Posted: Wed 19th Oct 2022
Access to funding is the biggest barrier to entrepreneurship for women, with female founders feeling 81% less likely than men that they can access the finance they need for their start-ups.
The thought of raising investment can feel overwhelming, especially for female founders. Ask any woman who's leading a high-growth start-up, and they’ll tell you they already have way too much on their plate.
Embarking on the task of going out to fundraise can feel like you're at the bottom of a mountain, with that money you need right at the top of it, and it's going to be a long and tough climb to get there (if you get there at all).
But leading a start-up doesn’t mean you have to put in a 100-hour week – it’s about working smarter, not harder. And that principle also applies to the process of raising investment.
Fundraising successfully while running your business, dealing with life and staying sane is about breaking down the task ahead into bite-sized chunks, so you don’t become overwhelmed. It's a step-by-step process.
Step 1: Company
You'll need to show investors you’ve got an investable business with huge potential to scale, a strong plan for growth, and a team which can execute.

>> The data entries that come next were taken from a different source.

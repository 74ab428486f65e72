/*
* Licensed to Elasticsearch B.V. under one or more contributor
* license agreements. See the NOTICE file distributed with
* this work for additional information regarding copyright
* ownership. Elasticsearch B.V. licenses this file to you under
* the Apache License, Version 2.0 (the "License"); you may
* not use this file except in compliance with the License.
* You may obtain a copy of the License at
*
*  http://www.apache.org/licenses/LICENSE-2.0
*
* Unless required by applicable law or agreed to in writing,
* software distributed under the License is distributed on an
* "AS IS" BASIS, WITHOUT WARRANTIES OR CONDITIONS OF ANY
* KIND, either express or implied.  See the License for the
* specific language governing permissions and limitations
* under the License.
*/

//! Options and results of bulk queries

use ndarray::Array2;
use pointcloud::PointIndex;
use rayon::prelude::*;
use serde::{Deserialize, Serialize};
use std::ops::Range;

use crate::errors::*;

/// How a bulk query traverses the tree.
#[derive(Debug, Clone, Copy, PartialEq, Eq, Serialize, Deserialize)]
pub struct QueryOptions {
    /// Build a tree over the queries and prune pairs of nodes. k-NN only.
    pub dual_tree: bool,
    /// Visit nodes best first off a heap instead of recursing.
    pub breadth_first: bool,
    /// Sort every row ascending by distance, ties by index.
    pub sort_results: bool,
    /// Query rows handed to each rayon task. `0` runs everything on the calling thread.
    pub parallel_chunk_size: usize,
}

impl Default for QueryOptions {
    fn default() -> QueryOptions {
        QueryOptions {
            dual_tree: false,
            breadth_first: false,
            sort_results: true,
            parallel_chunk_size: 512,
        }
    }
}

impl QueryOptions {
    /// Splits `0..n_rows` into contiguous chunks, runs `f` on each on the rayon pool and
    /// concatenates the results in row order. The first error wins.
    pub(crate) fn run_chunked<T, F>(&self, n_rows: usize, f: F) -> IndexResult<Vec<T>>
    where
        T: Send,
        F: Fn(Range<usize>) -> IndexResult<Vec<T>> + Sync + Send,
    {
        let chunk = self.parallel_chunk_size;
        if chunk == 0 || n_rows <= chunk {
            return f(0..n_rows);
        }
        let starts: Vec<usize> = (0..n_rows).step_by(chunk).collect();
        let chunked: Vec<Vec<T>> = starts
            .par_iter()
            .map(|&start| f(start..(start + chunk).min(n_rows)))
            .collect::<IndexResult<Vec<Vec<T>>>>()?;
        let mut results = try_with_capacity(n_rows, "bulk query")?;
        for part in chunked {
            results.extend(part);
        }
        Ok(results)
    }
}

/// The answer to a bulk query, one row per query point.
///
/// k-NN rows all have length k. Radius rows have whatever length the data gives them.
#[derive(Debug, Clone, Default, PartialEq, Serialize, Deserialize)]
pub struct Neighborhood {
    /// True distances
    pub distances: Vec<Vec<f32>>,
    /// Indexes into the indexed point cloud, parallel to `distances`
    pub indices: Vec<Vec<PointIndex>>,
}

impl Neighborhood {
    pub(crate) fn from_pairs(rows: Vec<Vec<(f32, PointIndex)>>) -> Neighborhood {
        let (distances, indices) = rows
            .into_iter()
            .map(|row| row.into_iter().unzip::<f32, PointIndex, Vec<f32>, Vec<PointIndex>>())
            .unzip();
        Neighborhood { distances, indices }
    }

    /// Number of query rows
    pub fn len(&self) -> usize {
        self.distances.len()
    }

    ///
    pub fn is_empty(&self) -> bool {
        self.distances.is_empty()
    }

    /// The distances and indexes of one row
    pub fn row(&self, i: usize) -> Option<(&[f32], &[PointIndex])> {
        Some((self.distances.get(i)?, self.indices.get(i)?))
    }

    /// Rows in order, as `(distance, index)` pairs
    pub fn iter(&self) -> impl Iterator<Item = Vec<(f32, PointIndex)>> + '_ {
        self.distances
            .iter()
            .zip(&self.indices)
            .map(|(d, i)| d.iter().cloned().zip(i.iter().cloned()).collect())
    }

    /// Dense `n × k` matrices. Fails when the rows have different lengths, so this is
    /// meant for k-NN results.
    pub fn to_arrays(&self) -> IndexResult<(Array2<f32>, Array2<PointIndex>)> {
        let width = self.distances.first().map(|r| r.len()).unwrap_or(0);
        if self.distances.iter().any(|r| r.len() != width) {
            return Err(IndexError::invalid_argument(
                "rows have different lengths and do not fit in a matrix",
            ));
        }
        let shape = (self.len(), width);
        let distances = Array2::from_shape_vec(shape, self.distances.concat())
            .map_err(|e| IndexError::internal(e.to_string()))?;
        let indices = Array2::from_shape_vec(shape, self.indices.concat())
            .map_err(|e| IndexError::internal(e.to_string()))?;
        Ok((distances, indices))
    }
}

#[cfg(test)]
mod tests {
    use super::*;

    #[test]
    fn chunks_keep_row_order() {
        let options = QueryOptions {
            parallel_chunk_size: 7,
            ..Default::default()
        };
        let rows = options
            .run_chunked(100, |rows| Ok(rows.map(|i| i * 2).collect()))
            .unwrap();
        assert_eq!(rows, (0..100).map(|i| i * 2).collect::<Vec<_>>());

        let serial = QueryOptions {
            parallel_chunk_size: 0,
            ..Default::default()
        };
        assert_eq!(serial.run_chunked(3, |rows| Ok(rows.collect())).unwrap(), vec![0, 1, 2]);
    }

    #[test]
    fn chunk_errors_surface() {
        let options = QueryOptions {
            parallel_chunk_size: 10,
            ..Default::default()
        };
        let result: IndexResult<Vec<usize>> = options.run_chunked(50, |rows| {
            if rows.contains(&33) {
                Err(IndexError::internal("row 33"))
            } else {
                Ok(rows.collect())
            }
        });
        assert!(matches!(result, Err(IndexError::InternalError(_))));
    }

    #[test]
    fn neighborhood_shapes() {
        let hood = Neighborhood::from_pairs(vec![vec![(0.0, 3), (1.5, 1)], vec![(0.5, 2), (2.0, 0)]]);
        assert_eq!(hood.len(), 2);
        assert_eq!(hood.row(1), Some((&[0.5f32, 2.0][..], &[2usize, 0][..])));
        let (distances, indices) = hood.to_arrays().unwrap();
        assert_eq!(distances.shape(), &[2, 2]);
        assert_eq!(indices[[0, 0]], 3);
        assert_eq!(hood.iter().next().unwrap(), vec![(0.0, 3), (1.5, 1)]);

        let ragged = Neighborhood::from_pairs(vec![vec![(0.0, 3)], vec![]]);
        assert!(ragged.to_arrays().is_err());
    }
}
/*
* Licensed to Elasticsearch B.V. under one or more contributor
* license agreements. See the NOTICE file distributed with
* this work for additional information regarding copyright
* ownership. Elasticsearch B.V. licenses this file to you under
* the Apache License, Version 2.0 (the "License"); you may
* not use this file except in compliance with the License.
* You may obtain a copy of the License at
*
*  http://www.apache.org/licenses/LICENSE-2.0
*
* Unless required by applicable law or agreed to in writing,
* software distributed under the License is distributed on an
* "AS IS" BASIS, WITHOUT WARRANTIES OR CONDITIONS OF ANY
* KIND, either express or implied.  See the License for the
* specific language governing permissions and limitations
* under the License.
*/

//! Helper functions for loading point clouds from CSV files and yaml configs.

use std::path::{Path, PathBuf};

mod csv_loaders;
pub use csv_loaders::*;
mod yaml_loaders;
pub use yaml_loaders::*;

/// Resolves a data path from a config file. Relative paths are taken relative to the
/// directory the config lives in.
pub fn resolve_data_path(data_path: &str, config_path: &Path) -> PathBuf {
    let path = Path::new(data_path);
    if path.is_absolute() {
        path.to_path_buf()
    } else {
        match config_path.parent() {
            Some(parent) => parent.join(path),
            None => path.to_path_buf(),
        }
    }
}
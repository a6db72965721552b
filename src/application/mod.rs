//! Application layer containing the attribution and expiration orchestration.
//!
//! This module defines the `AttributionEngine`, which credits bookings to
//! referral clicks, accepts collaboration offers and runs expiration sweeps
//! against whichever stores and clock it is given.

pub mod engine;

To be successful, you must be able to articulate your business plan, know how investors will assess the opportunity and learn how to strengthen your proposal.
Step 2: Commercials
It will be critical to demonstrate well-thought-through financial projections and an attractive investment deal to potential investors.
That means building strong financial forecasts, working out how much investment to raise, determining your company valuation, and structuring your investment deal well.
Step 3: Communication
When fundraising, you'll have to explain the opportunity to investors clearly and succinctly. That means learning to speak the language of investors, building a compelling investment narrative, developing your pitch deck, and communicating your true value.
Step 4: Connection
You'll need to attract the right investors who'll add real value to your business. So, you'll need to first determine which investors are right for you, then learn how to find and reach out to them, and of course, make sure you run your investment campaign effectively.
Step 5: Commitment
Successful fundraising means running effective investor meetings, and negotiating and closing a great deal.
You'll need to know exactly how to have the most productive investor conversations, close their commitment to backing you and negotiate your deal to build long-term value.
The deal isn't done until you've got the money in the bank!
Your fundraising mindset underpins all these steps, as you need to keep that strong throughout the whole fundraising journey.
It's the extra factor that makes the difference between failure and success on your journey, providing you with bulletproof confidence. You'll need to discover how to keep your mindset strong, stay focused, build resilience, and remain authentic through the fundraising process.
Why must you get all five right – and in the right order?
Following the five steps in the right order is absolutely critical for a number of reasons:
There's no point in spending all your energy connecting with investors and trying to see if they’ll back you if you aren’t able to show them you’ve got a business that’s investable or you don’t have a sensible deal proposal. The value proposition won’t be clear.
You can have an incredible business, with strong and well-based financial projections, but if you’re unable to communicate effectively to potential investors, you’re going to get nowhere. They won’t be able to see the opportunity.
Communicating your proposition with well-crafted outreach messages and a stellar investor presentation is all well and good, but if you’re speaking to the wrong investors, you’re wasting your time. You’ll be knocking on closed doors.
You can do a brilliant job at getting in front of the perfect investor, but if you walk into that meeting and don’t know how to handle yourself, can’t communicate the opportunity or don’t have a clue how to get the best deal, you’ll struggle. You won’t get an offer, or you’ll sign a poor deal that won’t benefit you in the long term.
Fundraising is something you may end up doing time and again as you build and grow your start-up: it’s a key part of your role as a founder and entrepreneurial leader, so empowering yourself with the strategy, skills and support to be successful in raising investment is absolutely critical.